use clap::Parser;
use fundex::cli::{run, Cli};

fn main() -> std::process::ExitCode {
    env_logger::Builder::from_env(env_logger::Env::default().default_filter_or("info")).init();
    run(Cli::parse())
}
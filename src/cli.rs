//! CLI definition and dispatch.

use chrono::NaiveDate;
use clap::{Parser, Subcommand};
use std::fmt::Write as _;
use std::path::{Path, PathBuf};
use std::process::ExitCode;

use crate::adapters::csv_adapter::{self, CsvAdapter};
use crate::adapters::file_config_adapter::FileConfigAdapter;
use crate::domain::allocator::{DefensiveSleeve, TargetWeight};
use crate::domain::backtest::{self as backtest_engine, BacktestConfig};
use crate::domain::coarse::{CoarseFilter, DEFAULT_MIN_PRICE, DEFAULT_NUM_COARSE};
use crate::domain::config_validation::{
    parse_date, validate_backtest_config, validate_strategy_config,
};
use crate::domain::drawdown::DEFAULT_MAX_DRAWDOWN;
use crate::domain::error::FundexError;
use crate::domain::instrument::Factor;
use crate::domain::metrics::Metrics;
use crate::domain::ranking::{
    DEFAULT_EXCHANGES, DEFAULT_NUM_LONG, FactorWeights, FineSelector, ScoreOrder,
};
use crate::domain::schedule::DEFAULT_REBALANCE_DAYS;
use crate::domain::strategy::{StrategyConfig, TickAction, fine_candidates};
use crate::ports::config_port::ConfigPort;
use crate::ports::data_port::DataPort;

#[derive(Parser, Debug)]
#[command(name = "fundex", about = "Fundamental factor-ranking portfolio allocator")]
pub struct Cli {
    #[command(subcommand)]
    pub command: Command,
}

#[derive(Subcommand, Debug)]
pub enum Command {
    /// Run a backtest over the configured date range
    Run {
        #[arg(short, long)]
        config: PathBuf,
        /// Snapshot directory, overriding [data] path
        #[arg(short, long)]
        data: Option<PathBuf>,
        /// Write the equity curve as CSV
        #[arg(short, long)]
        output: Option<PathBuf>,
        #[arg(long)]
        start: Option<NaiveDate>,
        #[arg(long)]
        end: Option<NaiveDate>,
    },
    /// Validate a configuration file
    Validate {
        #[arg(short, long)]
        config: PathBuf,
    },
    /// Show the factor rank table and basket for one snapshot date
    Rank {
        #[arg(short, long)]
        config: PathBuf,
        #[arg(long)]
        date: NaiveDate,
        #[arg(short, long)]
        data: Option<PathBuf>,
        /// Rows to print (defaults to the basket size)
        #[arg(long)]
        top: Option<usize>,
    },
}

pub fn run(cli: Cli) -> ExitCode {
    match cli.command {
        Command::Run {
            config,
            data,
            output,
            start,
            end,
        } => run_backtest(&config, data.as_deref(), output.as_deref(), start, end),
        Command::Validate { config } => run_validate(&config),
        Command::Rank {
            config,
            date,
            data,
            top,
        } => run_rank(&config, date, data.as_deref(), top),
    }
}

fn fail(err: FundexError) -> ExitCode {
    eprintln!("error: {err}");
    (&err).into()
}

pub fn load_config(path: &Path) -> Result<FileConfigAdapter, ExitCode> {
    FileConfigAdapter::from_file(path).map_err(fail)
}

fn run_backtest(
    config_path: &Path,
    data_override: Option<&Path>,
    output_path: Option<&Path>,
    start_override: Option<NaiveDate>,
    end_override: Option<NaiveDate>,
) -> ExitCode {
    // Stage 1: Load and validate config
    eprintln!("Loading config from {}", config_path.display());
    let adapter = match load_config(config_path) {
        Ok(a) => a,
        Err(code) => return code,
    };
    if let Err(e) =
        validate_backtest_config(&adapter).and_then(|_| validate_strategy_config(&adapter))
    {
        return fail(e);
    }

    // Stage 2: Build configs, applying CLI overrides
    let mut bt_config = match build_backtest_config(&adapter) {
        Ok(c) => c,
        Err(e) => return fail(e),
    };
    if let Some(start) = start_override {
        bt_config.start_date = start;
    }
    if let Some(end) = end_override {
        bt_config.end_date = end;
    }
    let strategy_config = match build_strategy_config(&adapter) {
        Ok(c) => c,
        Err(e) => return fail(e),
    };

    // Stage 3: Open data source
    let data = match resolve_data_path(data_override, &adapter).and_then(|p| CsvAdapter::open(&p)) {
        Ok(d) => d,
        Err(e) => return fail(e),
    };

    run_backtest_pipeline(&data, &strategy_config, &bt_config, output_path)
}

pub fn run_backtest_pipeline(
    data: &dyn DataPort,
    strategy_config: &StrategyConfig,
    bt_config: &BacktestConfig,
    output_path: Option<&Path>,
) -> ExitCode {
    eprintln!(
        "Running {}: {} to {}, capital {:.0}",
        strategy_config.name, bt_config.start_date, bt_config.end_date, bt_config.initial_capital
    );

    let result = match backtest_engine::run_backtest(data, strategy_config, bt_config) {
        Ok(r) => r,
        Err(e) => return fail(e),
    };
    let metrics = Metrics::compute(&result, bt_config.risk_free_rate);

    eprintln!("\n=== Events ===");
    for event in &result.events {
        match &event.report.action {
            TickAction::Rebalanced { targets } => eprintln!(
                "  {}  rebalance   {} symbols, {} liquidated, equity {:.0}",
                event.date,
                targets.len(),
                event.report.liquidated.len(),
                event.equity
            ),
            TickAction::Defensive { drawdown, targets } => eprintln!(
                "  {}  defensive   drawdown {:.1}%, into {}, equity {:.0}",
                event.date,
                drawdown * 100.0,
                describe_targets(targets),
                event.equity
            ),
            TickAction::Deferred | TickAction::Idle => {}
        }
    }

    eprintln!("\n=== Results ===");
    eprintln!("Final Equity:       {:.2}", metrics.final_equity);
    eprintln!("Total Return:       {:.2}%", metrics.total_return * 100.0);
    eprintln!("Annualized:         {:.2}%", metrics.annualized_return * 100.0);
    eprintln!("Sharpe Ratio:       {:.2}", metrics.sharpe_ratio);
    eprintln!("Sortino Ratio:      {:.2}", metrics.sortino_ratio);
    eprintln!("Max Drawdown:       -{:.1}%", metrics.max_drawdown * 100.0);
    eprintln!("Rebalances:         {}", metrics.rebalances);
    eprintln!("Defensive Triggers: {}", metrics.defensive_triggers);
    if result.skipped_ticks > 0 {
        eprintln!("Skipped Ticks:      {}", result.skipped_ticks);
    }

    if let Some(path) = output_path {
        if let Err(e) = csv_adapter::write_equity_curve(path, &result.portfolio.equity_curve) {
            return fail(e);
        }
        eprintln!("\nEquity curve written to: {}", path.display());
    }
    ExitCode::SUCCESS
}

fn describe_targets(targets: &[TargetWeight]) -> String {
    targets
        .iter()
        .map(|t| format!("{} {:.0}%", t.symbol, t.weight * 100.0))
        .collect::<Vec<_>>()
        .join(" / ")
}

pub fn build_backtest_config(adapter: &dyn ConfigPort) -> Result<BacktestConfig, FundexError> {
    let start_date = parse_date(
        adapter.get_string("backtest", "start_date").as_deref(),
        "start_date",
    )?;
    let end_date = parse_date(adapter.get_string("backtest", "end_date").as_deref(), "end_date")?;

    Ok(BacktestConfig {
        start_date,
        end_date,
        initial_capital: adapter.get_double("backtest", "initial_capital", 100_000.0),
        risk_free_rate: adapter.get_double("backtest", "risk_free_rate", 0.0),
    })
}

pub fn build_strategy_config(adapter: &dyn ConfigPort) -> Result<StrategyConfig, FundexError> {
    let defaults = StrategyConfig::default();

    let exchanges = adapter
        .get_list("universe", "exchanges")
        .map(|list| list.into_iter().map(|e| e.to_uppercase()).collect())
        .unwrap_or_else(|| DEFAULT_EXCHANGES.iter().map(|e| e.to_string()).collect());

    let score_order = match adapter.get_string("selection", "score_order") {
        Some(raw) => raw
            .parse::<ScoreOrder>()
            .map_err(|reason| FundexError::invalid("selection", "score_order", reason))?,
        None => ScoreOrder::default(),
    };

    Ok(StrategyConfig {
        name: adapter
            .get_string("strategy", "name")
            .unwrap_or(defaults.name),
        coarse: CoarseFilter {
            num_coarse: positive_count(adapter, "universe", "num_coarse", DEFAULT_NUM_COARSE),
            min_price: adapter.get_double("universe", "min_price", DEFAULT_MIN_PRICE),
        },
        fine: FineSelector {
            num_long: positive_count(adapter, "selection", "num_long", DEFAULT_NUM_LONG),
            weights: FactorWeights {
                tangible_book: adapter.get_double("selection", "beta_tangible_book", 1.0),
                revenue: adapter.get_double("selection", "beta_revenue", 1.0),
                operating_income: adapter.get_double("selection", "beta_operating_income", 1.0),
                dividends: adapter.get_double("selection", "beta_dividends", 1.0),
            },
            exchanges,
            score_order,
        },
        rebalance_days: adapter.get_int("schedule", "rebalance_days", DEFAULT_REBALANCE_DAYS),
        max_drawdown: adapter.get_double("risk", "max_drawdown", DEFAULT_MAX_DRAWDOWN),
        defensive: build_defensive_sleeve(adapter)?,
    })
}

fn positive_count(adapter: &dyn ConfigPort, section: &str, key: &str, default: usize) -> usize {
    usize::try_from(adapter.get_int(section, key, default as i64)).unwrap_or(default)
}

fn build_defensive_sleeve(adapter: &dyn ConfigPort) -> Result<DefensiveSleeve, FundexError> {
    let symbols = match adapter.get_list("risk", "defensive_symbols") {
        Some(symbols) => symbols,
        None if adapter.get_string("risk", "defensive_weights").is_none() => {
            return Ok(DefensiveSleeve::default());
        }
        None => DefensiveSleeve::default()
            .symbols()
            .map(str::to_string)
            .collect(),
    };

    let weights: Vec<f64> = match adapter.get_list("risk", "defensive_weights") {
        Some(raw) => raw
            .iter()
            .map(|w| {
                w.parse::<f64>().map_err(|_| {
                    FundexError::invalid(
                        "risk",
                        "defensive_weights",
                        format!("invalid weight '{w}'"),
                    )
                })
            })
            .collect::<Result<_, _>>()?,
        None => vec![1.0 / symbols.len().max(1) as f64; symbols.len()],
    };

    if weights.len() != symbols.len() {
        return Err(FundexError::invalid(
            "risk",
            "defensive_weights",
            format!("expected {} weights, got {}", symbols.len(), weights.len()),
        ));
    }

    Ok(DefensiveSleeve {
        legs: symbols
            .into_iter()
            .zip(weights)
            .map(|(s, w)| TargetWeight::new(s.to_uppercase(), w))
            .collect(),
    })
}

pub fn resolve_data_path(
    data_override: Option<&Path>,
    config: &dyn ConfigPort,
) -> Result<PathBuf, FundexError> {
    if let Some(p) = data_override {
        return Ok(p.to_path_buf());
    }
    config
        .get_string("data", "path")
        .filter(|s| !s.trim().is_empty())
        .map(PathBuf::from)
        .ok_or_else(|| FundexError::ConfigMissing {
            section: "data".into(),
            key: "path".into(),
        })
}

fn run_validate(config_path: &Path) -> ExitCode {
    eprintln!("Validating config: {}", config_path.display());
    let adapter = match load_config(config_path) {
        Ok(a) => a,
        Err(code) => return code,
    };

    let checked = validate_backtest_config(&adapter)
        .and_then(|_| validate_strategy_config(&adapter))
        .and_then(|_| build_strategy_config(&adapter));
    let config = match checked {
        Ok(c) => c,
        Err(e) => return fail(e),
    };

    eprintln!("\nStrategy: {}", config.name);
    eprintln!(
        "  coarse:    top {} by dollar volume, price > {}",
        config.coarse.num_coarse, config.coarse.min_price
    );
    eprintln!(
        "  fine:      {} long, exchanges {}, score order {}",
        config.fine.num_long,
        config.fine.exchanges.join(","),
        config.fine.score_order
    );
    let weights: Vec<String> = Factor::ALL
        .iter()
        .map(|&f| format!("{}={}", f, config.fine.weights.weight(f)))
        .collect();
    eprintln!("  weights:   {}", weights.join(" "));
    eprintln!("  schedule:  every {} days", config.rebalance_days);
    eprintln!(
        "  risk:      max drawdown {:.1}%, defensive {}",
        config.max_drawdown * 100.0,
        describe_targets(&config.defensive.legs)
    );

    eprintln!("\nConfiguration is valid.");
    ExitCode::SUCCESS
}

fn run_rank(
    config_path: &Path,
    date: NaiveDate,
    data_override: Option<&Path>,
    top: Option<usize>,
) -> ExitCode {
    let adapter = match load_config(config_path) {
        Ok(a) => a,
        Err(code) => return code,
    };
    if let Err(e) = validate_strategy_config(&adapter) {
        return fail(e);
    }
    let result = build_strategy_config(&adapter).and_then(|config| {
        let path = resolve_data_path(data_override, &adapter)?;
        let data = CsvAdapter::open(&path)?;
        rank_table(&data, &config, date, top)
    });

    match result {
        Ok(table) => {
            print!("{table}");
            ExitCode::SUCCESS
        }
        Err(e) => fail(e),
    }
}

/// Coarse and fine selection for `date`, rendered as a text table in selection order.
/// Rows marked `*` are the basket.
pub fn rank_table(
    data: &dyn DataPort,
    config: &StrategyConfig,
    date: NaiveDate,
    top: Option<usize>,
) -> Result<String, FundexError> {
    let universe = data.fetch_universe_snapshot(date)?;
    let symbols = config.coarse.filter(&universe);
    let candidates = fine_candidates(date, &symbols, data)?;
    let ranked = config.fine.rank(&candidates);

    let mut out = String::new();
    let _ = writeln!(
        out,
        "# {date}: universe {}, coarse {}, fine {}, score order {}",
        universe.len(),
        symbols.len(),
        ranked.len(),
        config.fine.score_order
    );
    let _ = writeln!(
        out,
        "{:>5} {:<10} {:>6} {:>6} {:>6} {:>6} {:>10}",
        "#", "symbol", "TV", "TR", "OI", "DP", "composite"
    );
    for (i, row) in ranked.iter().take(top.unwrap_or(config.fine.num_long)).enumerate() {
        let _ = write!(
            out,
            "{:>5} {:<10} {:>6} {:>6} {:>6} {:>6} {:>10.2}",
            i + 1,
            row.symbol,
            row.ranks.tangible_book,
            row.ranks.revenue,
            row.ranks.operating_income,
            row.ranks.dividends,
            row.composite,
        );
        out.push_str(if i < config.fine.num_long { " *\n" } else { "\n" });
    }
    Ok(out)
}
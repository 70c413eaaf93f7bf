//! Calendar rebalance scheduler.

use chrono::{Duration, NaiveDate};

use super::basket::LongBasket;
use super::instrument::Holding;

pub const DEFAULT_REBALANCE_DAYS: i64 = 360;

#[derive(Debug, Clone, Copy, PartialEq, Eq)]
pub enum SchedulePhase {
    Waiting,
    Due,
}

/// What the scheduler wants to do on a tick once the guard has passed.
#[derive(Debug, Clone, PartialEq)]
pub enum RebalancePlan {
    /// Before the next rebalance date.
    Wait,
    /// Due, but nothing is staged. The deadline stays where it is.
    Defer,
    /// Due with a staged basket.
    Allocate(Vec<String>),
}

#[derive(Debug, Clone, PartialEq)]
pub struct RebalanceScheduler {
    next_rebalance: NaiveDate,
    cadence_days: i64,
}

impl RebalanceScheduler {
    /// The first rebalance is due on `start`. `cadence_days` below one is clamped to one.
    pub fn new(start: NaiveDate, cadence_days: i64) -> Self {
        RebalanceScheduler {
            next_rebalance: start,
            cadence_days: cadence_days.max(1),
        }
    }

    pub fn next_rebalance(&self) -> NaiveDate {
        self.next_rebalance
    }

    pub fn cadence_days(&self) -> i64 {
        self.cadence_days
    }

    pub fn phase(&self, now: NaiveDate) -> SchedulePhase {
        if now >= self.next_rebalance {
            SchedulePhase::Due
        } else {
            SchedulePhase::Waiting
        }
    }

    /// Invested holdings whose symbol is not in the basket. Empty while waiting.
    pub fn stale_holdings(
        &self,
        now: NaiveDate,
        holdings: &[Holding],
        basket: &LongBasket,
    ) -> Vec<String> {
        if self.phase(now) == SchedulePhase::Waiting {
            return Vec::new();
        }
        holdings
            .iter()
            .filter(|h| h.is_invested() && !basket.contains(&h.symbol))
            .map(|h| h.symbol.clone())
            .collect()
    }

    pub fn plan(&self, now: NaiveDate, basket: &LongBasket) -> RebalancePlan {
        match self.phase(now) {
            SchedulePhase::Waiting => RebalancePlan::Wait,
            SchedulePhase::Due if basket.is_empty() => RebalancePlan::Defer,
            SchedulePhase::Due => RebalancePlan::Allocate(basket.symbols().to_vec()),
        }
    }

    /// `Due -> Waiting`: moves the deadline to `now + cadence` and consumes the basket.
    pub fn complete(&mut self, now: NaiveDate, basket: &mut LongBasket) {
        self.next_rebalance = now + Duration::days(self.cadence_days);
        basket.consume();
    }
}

| Problem details |
Whenever a line of the entries contains the string "ConfigPort", copy that line.

| Output for this exercise |
use crate::ports::config_port::ConfigPort;
pub fn build_backtest_config(adapter: &dyn ConfigPort) -> Result<BacktestConfig, FundexError> {
pub fn build_strategy_config(adapter: &dyn ConfigPort) -> Result<StrategyConfig, FundexError> {
fn positive_count(adapter: &dyn ConfigPort, section: &str, key: &str, default: usize) -> usize {
fn build_defensive_sleeve(adapter: &dyn ConfigPort) -> Result<DefensiveSleeve, FundexError> {
    config: &dyn ConfigPort,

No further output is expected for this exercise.